Lord Bilimoria, CBI President, has also warned that the National Insurance increase will directly hurt a business's ability to hire staff at a time they are fighting crippling labour shortages.

“After all that business has gone through during the pandemic and the fantastic government support that followed, now is not the time for tax increases. It’s time to stimulate investment and growth in the economy,” he said.

"Government must be wary of heaping further pressure on businesses who will be central to the recovery, particularly by making it more expensive to recruit.”

But the government said it was right that businesses should make a contribution given that they benefit from the health and social care system via their employees.
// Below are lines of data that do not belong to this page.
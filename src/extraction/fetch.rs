use async_trait::async_trait;
use reqwest::Client;
use serde::Deserialize;
use url::Url;

use crate::config::ExtractorConfig;

/// What the retrieval step produced for one URL.
#[derive(Debug)]
pub enum RawFetchOutcome {
    Html(String),
    Failed(FetchError),
}

#[derive(Debug)]
pub enum FetchError {
    RelayUrl(url::ParseError),
    Http(reqwest::Error),
    Timeout,
    Decode(serde_json::Error),
    MissingContents,
}

impl FetchError {
    fn from_reqwest(err: reqwest::Error) -> Self {
        if err.is_timeout() { FetchError::Timeout } else { FetchError::Http(err) }
    }
}

impl std::fmt::Display for FetchError {
    fn fmt(&self, f: &mut std::fmt::Formatter<'_>) -> std::fmt::Result {
        match self {
            FetchError::RelayUrl(err) => write!(f, "invalid relay url: {err}"),
            FetchError::Http(err) => write!(f, "http error: {err}"),
            FetchError::Timeout => write!(f, "request timed out"),
            FetchError::Decode(err) => write!(f, "relay returned non-JSON body: {err}"),
            FetchError::MissingContents => write!(f, "relay response has no contents"),
        }
    }
}

impl std::error::Error for FetchError {
    fn source(&self) -> Option<&(dyn std::error::Error + 'static)> {
        match self {
            FetchError::RelayUrl(err) => Some(err),
            FetchError::Http(err) => Some(err),
            FetchError::Decode(err) => Some(err),
            _ => None,
        }
    }
}

#[async_trait]
pub trait Retriever: Send + Sync {
    async fn retrieve(&self, target: &Url) -> RawFetchOutcome;
}

#[derive(Deserialize)]
struct RelayPayload {
    #[serde(default)]
    contents: Option<String>,
}

/// Fetches pages through a relay that answers `GET <base>?url=<target>` with
/// `{"contents": "<html>"}`.
#[derive(Clone)]
pub struct RelayRetriever {
    http: Client,
    relay_url: String,
}

impl RelayRetriever {
    pub fn new(cfg: &ExtractorConfig) -> anyhow::Result<Self> {
        let http = Client::builder()
            .timeout(cfg.timeout)
            .user_agent(cfg.user_agent.clone())
            .build()?;
        Ok(Self { http, relay_url: cfg.relay_url.clone() })
    }

    fn endpoint(&self, target: &Url) -> Result<Url, FetchError> {
        Url::parse_with_params(&self.relay_url, &[("url", target.as_str())]).map_err(FetchError::RelayUrl)
    }

    async fn fetch_contents(&self, target: &Url) -> Result<String, FetchError> {
        let endpoint = self.endpoint(target)?;
        let response = self.http.get(endpoint).send().await.map_err(FetchError::from_reqwest)?;
        tracing::debug!(status = %response.status(), "relay responded");
        let bytes = response.bytes().await.map_err(FetchError::from_reqwest)?;
        let payload: RelayPayload = serde_json::from_slice(&bytes).map_err(FetchError::Decode)?;
        match payload.contents {
            Some(html) if !html.is_empty() => Ok(html),
            _ => Err(FetchError::MissingContents),
        }
    }
}

#[async_trait]
impl Retriever for RelayRetriever {
    async fn retrieve(&self, target: &Url) -> RawFetchOutcome {
        match self.fetch_contents(target).await {
            Ok(html) => RawFetchOutcome::Html(html),
            Err(err) => RawFetchOutcome::Failed(err),
        }
    }
}

#[cfg(test)]
pub use mock::MockRetriever;
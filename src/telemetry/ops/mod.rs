pub mod extract;
pub mod samples;
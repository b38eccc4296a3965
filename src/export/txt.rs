use chrono::FixedOffset;

use crate::extraction::types::ExtractionRecord;
use crate::util::time::display_timestamp;

const RULE_WIDTH: usize = 50;

pub fn render(record: &ExtractionRecord, offset: FixedOffset) -> String {
    format!(
        "TÍTULO: {}\nURL: {}\nEXTRAÍDO: {}\n\n{}\n\n{}",
        record.title,
        record.url,
        display_timestamp(record.extracted_at, offset),
        "-".repeat(RULE_WIDTH),
        record.body
    )
}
Big businesses would bear the largest burden of the tax rise, Johnson said.

A government document published alongside the announcement said 70 per cent of the money raised from businesses will come from the largest 1 per cent of companies and around 40 per cent of businesses would not be affected at all by the levy.

"Those earning more pay more and larger businesses also contribute," Chancellor Rishi Sunak said on Twitter.

However, Federation of Small Businesses (FSB) said the rise in National Insurance contributions and the dividend tax will be a “hammer blow” for small firms.

“These hikes will have business owners and sole traders feeling demoralised at the point when they’re trying to recover from the most difficult 18 months of their professional lives. For those thinking about starting up, they send completely the wrong message,” Mike Cherry, FSB national chair, said.

“This regressive levy hits employers and sole traders without meaningful regard for how their business is performing. And this increase will stifle recruitment, investment and efforts to upskill and improve productivity in the years ahead.”

Cherry called for an increase in the Employment Allowance to mitigate the effects.

“It’s extremely disappointing to see the government undermining the good work it did last year in raising the Employment Allowance to provide some protection for small employers. This move marks an anti-jobs, anti-small business, anti-start up manifesto breach,” he said.

“The government should now increase the Employment Allowance to mitigate the damaging impacts of these hikes on the small firms that make-up 99 per cen of our business community.”

Manufacturers' group Make UK said the measures would hinder Britain's recovery from its worst economic slump in more than 300 years in 2020.

"Economic history tells us that job cuts are most likely when the economy starts to open again after a downturn because firms need the capital to reset," said Chief Executive Stephen Phipson.

"After witnessing large-scale redundancies at the height of the pandemic and the plug being pulled on the furlough scheme, government should be putting in place measures to protect jobs and incentivise recruitment. An increase to NI would have the opposite effect".